“A bocce ferme”, almeno momentaneamente, forse possiamo sviluppare alcune riflessioni sulla lettera della preside fiorentina Annalisa Savino. Be’, anzitutto, è doveroso affermare che ella, ancorché la sua scuola non fosse stata coinvolta dagli episodi di violenza, i quali invece hanno riguardato il liceo Michelangelo, aveva il diritto di esprimere il proprio pensiero ai “suoi” studenti. Se ha ritenuto opportuno farlo, certamente aveva le sue buone ragioni, dacché i presidi generalmente conoscono il “clima educativo” che si respira nelle aule. Il fatto che il ministro Valditara abbia ipotizzato un qualche provvedimento disciplinare per la circolare da lei scritta rappresenta una “scivolata”, che certamente poteva evitare. Fra l’altro è stata senz’altro controproducente per la sua parte politica.
Ciò posto, osserviamo che la circolare è ben “confezionata”, scritta con uno stile efficace, improntato dalle retoriche tradizionali di matrice sindacale, con tanto di citazione gramsciana. Tuttavia, non appena formulata la condanna della violenza “agita” davanti all’entrata del “Miche”, la collega avrebbe dovuto fermarsi, mentre invece si è inerpicata “pericolosamente” sul versante della natura fascista dell’aggressione.

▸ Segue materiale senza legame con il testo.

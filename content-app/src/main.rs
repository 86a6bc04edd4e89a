use axum::Router;
use dotenv::dotenv;
use engine::app::{self, AppError, AppProperties, AppResult};
use engine::auth::AuthPort;
use error_stack::ResultExt;
use error_stack::fmt::ColorMode;
use metrics_exporter_prometheus::PrometheusHandle;
use posts_core::{PostEngine, PostRepository};
use posts_routes::state::PostAppState;
use reports_core::{ReportEngine, ReportRepository};
use reports_routes::state::ReportAppState;
use repositories::mongodb::{self, ConnectionDetails};
use repositories::{MemoryPostRepo, MemoryReportRepo};
use routing::JwtVerifier;
use tracing::{debug, error, info, instrument, warn};
use tracing_subscriber::layer::SubscriberExt;
use tracing_subscriber::util::SubscriberInitExt;
use tracing_subscriber::{EnvFilter, fmt};

const DEFAULT_DB_NAME: &str = "content";

#[tokio::main]
async fn main() {
    match try_main().await {
        Ok(_) => info!("content service shutting down"),
        Err(e) => {
            error!("content service exited with error: {e:?}");
        }
    }
}

fn init_logging() {
    error_stack::Report::set_color_mode(ColorMode::None);

    tracing_subscriber::registry()
        .with(fmt::layer())
        .with(EnvFilter::from_env("CONTENT_LOG"))
        .init();
}

async fn try_main() -> AppResult<()> {
    init_logging();

    if let Err(e) = dotenv() {
        warn!("failed to load .env file: {e}");
    }

    let properties = AppProperties::from_env()?;
    let verifier = build_verifier().await?;
    let metrics = build_metrics()?;

    let routes = match std::env::var("DATABASE_URL") {
        Ok(url) => {
            let db_name =
                std::env::var("CONTENT_DB_NAME").unwrap_or_else(|_| DEFAULT_DB_NAME.to_string());

            debug!("initializing mongodb repositories");
            let db = mongodb::connect(ConnectionDetails::Url(url), &db_name)
                .await
                .change_context(AppError)?;

            build_routes(
                ContentEngine {
                    auth: verifier,
                    posts: mongodb::PostRepo::new(db.clone()),
                    reports: mongodb::ReportRepo::new(db),
                },
                metrics,
            )
        }
        Err(_) => {
            warn!("DATABASE_URL not specified, content is kept in memory and lost on shutdown");
            build_routes(
                ContentEngine {
                    auth: verifier,
                    posts: MemoryPostRepo::default(),
                    reports: MemoryReportRepo::default(),
                },
                metrics,
            )
        }
    };

    app::run(routes, properties).await
}

#[instrument]
async fn build_verifier() -> AppResult<JwtVerifier> {
    let verifier = JwtVerifier::create().await.change_context(AppError)?;
    verifier.spawn_refresh();
    Ok(verifier)
}

fn build_metrics() -> AppResult<Option<PrometheusHandle>> {
    let enabled = std::env::var("METRICS_ENABLED")
        .map(|v| !v.eq_ignore_ascii_case("false"))
        .unwrap_or(true);

    if !enabled {
        info!("metrics are disabled");
        return Ok(None);
    }

    routing::metrics::setup_recorder()
        .change_context(AppError)
        .map(Some)
}

fn build_routes<E>(engine: E, metrics: Option<PrometheusHandle>) -> Router
where
    E: PostEngine + ReportEngine,
{
    debug!("building routes..");
    let posts = posts_routes::routes::build(PostAppState::new(engine.clone(), metrics.clone()));
    let reports = reports_routes::routes::build(ReportAppState::new(engine, metrics));
    debug!("routes built");

    posts.merge(reports)
}

/// Hands the same verifier and repositories to both services.
#[derive(Debug, Clone)]
struct ContentEngine<A, P, R> {
    auth: A,
    posts: P,
    reports: R,
}

impl<A, P, R> PostEngine for ContentEngine<A, P, R>
where
    A: AuthPort + Clone + Send + Sync + 'static,
    P: PostRepository + Clone + Send + Sync + 'static,
    R: Clone + Send + Sync + 'static,
{
    type Auth = A;
    type Repo = P;

    fn auth(&self) -> Self::Auth {
        self.auth.clone()
    }

    fn repo(&self) -> Self::Repo {
        self.posts.clone()
    }
}

impl<A, P, R> ReportEngine for ContentEngine<A, P, R>
where
    A: Clone + Send + Sync + 'static,
    P: Clone + Send + Sync + 'static,
    R: ReportRepository + Clone + Send + Sync + 'static,
{
    type Repo = R;

    fn repo(&self) -> Self::Repo {
        self.reports.clone()
    }
}
use super::*;
use crate::error::ReportServiceError;
use crate::service::ReportService;
use error_stack::Report as ErrorReport;
use mockall::predicate;
use reports_core::result::ReportRepoError;
use rstest::rstest;

fn service(repo: MockReportRepo) -> ReportService<TestEngine> {
    ReportService::new(TestEngine::new(repo))
}

#[tokio::test]
async fn create_persists_valid_report() {
    let mut repo = MockReportRepo::new();
    repo.expect_create()
        .with(predicate::eq(report("r1", "pending")))
        .once()
        .returning(|_| Ok(()));

    service(repo).create(report("r1", "pending")).await.unwrap();
}

#[tokio::test]
async fn invalid_report_never_reaches_persistence() {
    let mut repo = MockReportRepo::new();
    repo.expect_create().never();
    repo.expect_update().never();
    let service = service(repo);

    let incomplete = Report {
        reason: String::new(),
        ..report("r1", "pending")
    };

    let err = service.create(incomplete.clone()).await.unwrap_err();
    assert_eq!(&ReportServiceError::ReasonEmpty, err.current_context());

    let err = service.update(incomplete, "r1".into()).await.unwrap_err();
    assert_eq!(&ReportServiceError::ReasonEmpty, err.current_context());
}

#[tokio::test]
async fn failed_create_is_masked() {
    let mut repo = MockReportRepo::new();
    repo.expect_create()
        .returning(|_| Err(ErrorReport::new(ReportRepoError::Create)));

    let err = service(repo)
        .create(report("r1", "pending"))
        .await
        .unwrap_err();

    assert_eq!(&ReportServiceError::ReportNotCreated, err.current_context());
    assert!(!err.contains::<ReportRepoError>());
}

#[rstest]
#[case::page_zero(QueryOpts::with_size(0, 10), ReportServiceError::InvalidReportPage)]
#[case::negative_size(QueryOpts::with_size(1, -1), ReportServiceError::InvalidReportSize)]
#[tokio::test]
async fn bad_paging_is_rejected_before_any_read(
    #[case] opts: QueryOpts,
    #[case] expected: ReportServiceError,
) {
    let mut repo = MockReportRepo::new();
    repo.expect_get().never();
    repo.expect_get_all_by_status_completed().never();
    repo.expect_get_all_by_status_pending().never();
    let service = service(repo);

    let err = service.get(opts.clone()).await.unwrap_err();
    assert_eq!(&expected, err.current_context());

    let err = service
        .get_all_by_status_completed(opts.clone())
        .await
        .unwrap_err();
    assert_eq!(&expected, err.current_context());

    let err = service.get_all_by_status_pending(opts).await.unwrap_err();
    assert_eq!(&expected, err.current_context());
}

#[tokio::test]
async fn status_listings_use_their_own_query() {
    let mut repo = MockReportRepo::new();
    repo.expect_get_all_by_status_completed()
        .once()
        .returning(|opts| Ok(Page::new(vec![report("r1", "completed")], 1, &opts)));
    repo.expect_get_all_by_status_pending()
        .once()
        .returning(|opts| Ok(Page::new(vec![report("r2", "pending")], 1, &opts)));
    let service = service(repo);

    let completed = service
        .get_all_by_status_completed(QueryOpts::default())
        .await
        .unwrap();
    assert_eq!("r1", completed.items[0].id);

    let pending = service
        .get_all_by_status_pending(QueryOpts::default())
        .await
        .unwrap();
    assert_eq!("r2", pending.items[0].id);
}

#[tokio::test]
async fn failed_listing_keeps_its_cause() {
    let mut repo = MockReportRepo::new();
    repo.expect_get()
        .once()
        .returning(|_| Err(ErrorReport::new(ReportRepoError::List)));

    let err = service(repo).get(QueryOpts::default()).await.unwrap_err();

    assert_eq!(&ReportServiceError::Repository, err.current_context());
    assert!(err.contains::<ReportRepoError>());
}

#[tokio::test]
async fn failed_status_listing_is_not_found() {
    let mut repo = MockReportRepo::new();
    repo.expect_get_all_by_status_pending()
        .returning(|_| Err(ErrorReport::new(ReportRepoError::List)));

    let err = service(repo)
        .get_all_by_status_pending(QueryOpts::default())
        .await
        .unwrap_err();

    assert_eq!(&ReportServiceError::ReportNotFound, err.current_context());
}

#[tokio::test]
async fn lookup_failures_are_not_found() {
    let mut repo = MockReportRepo::new();
    repo.expect_get_by_id()
        .with(predicate::eq("gone".to_string()))
        .returning(|_| Err(ErrorReport::new(ReportRepoError::NotFound)));
    repo.expect_delete()
        .returning(|_| Err(ErrorReport::new(ReportRepoError::Delete)));
    let service = service(repo);

    let err = service.get_by_id("gone".into()).await.unwrap_err();
    assert_eq!(&ReportServiceError::ReportNotFound, err.current_context());

    let err = service.delete("gone".into()).await.unwrap_err();
    assert_eq!(&ReportServiceError::ReportNotFound, err.current_context());
}

#[tokio::test]
async fn update_is_keyed_by_the_given_id() {
    let mut repo = MockReportRepo::new();
    repo.expect_update()
        .with(
            predicate::eq(report("r1", "completed")),
            predicate::eq("r1".to_string()),
        )
        .once()
        .returning(|_, _| Ok(()));

    service(repo)
        .update(report("r1", "completed"), "r1".into())
        .await
        .unwrap();
}

#[tokio::test]
async fn failed_update_is_not_updated() {
    let mut repo = MockReportRepo::new();
    repo.expect_update()
        .returning(|_, _| Err(ErrorReport::new(ReportRepoError::Update)));

    let err = service(repo)
        .update(report("r1", "completed"), "r1".into())
        .await
        .unwrap_err();

    assert_eq!(&ReportServiceError::ReportNotUpdated, err.current_context());
}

Il passaggio dalla condanna della violenza al tema del fascismo, che sarebbe “nato ai bordi di un marciapiede qualunque, con la vittima di un pestaggio per motivi politici che è stata lasciata a sé stessa da passanti indifferenti”, è stato inopportuno e anzi, in senso educativo, decisamente sbagliato. Il nesso tra violenza e fascismo, che pur si pone storicamente, non esclude che altri legami di segno diverso siano possibili con la violenza, come è documentato. Sempre in senso storico. A prescindere dalla dinamica degli eventi, tutt’altro che chiara, la sola segnalazione del fascismo, seppur involontariamente, lascia intendere che violenze di altro “colore” siano trascurabili o addirittura giustificabili. In conclusione, se la preside si fosse limitata alla condanna della violenza tout court, si sarebbe attestata su una posizione inespugnabile, ma connotare la violenza in una sola direzione, storica e politica, ha rappresentato un grave errore comunicativo.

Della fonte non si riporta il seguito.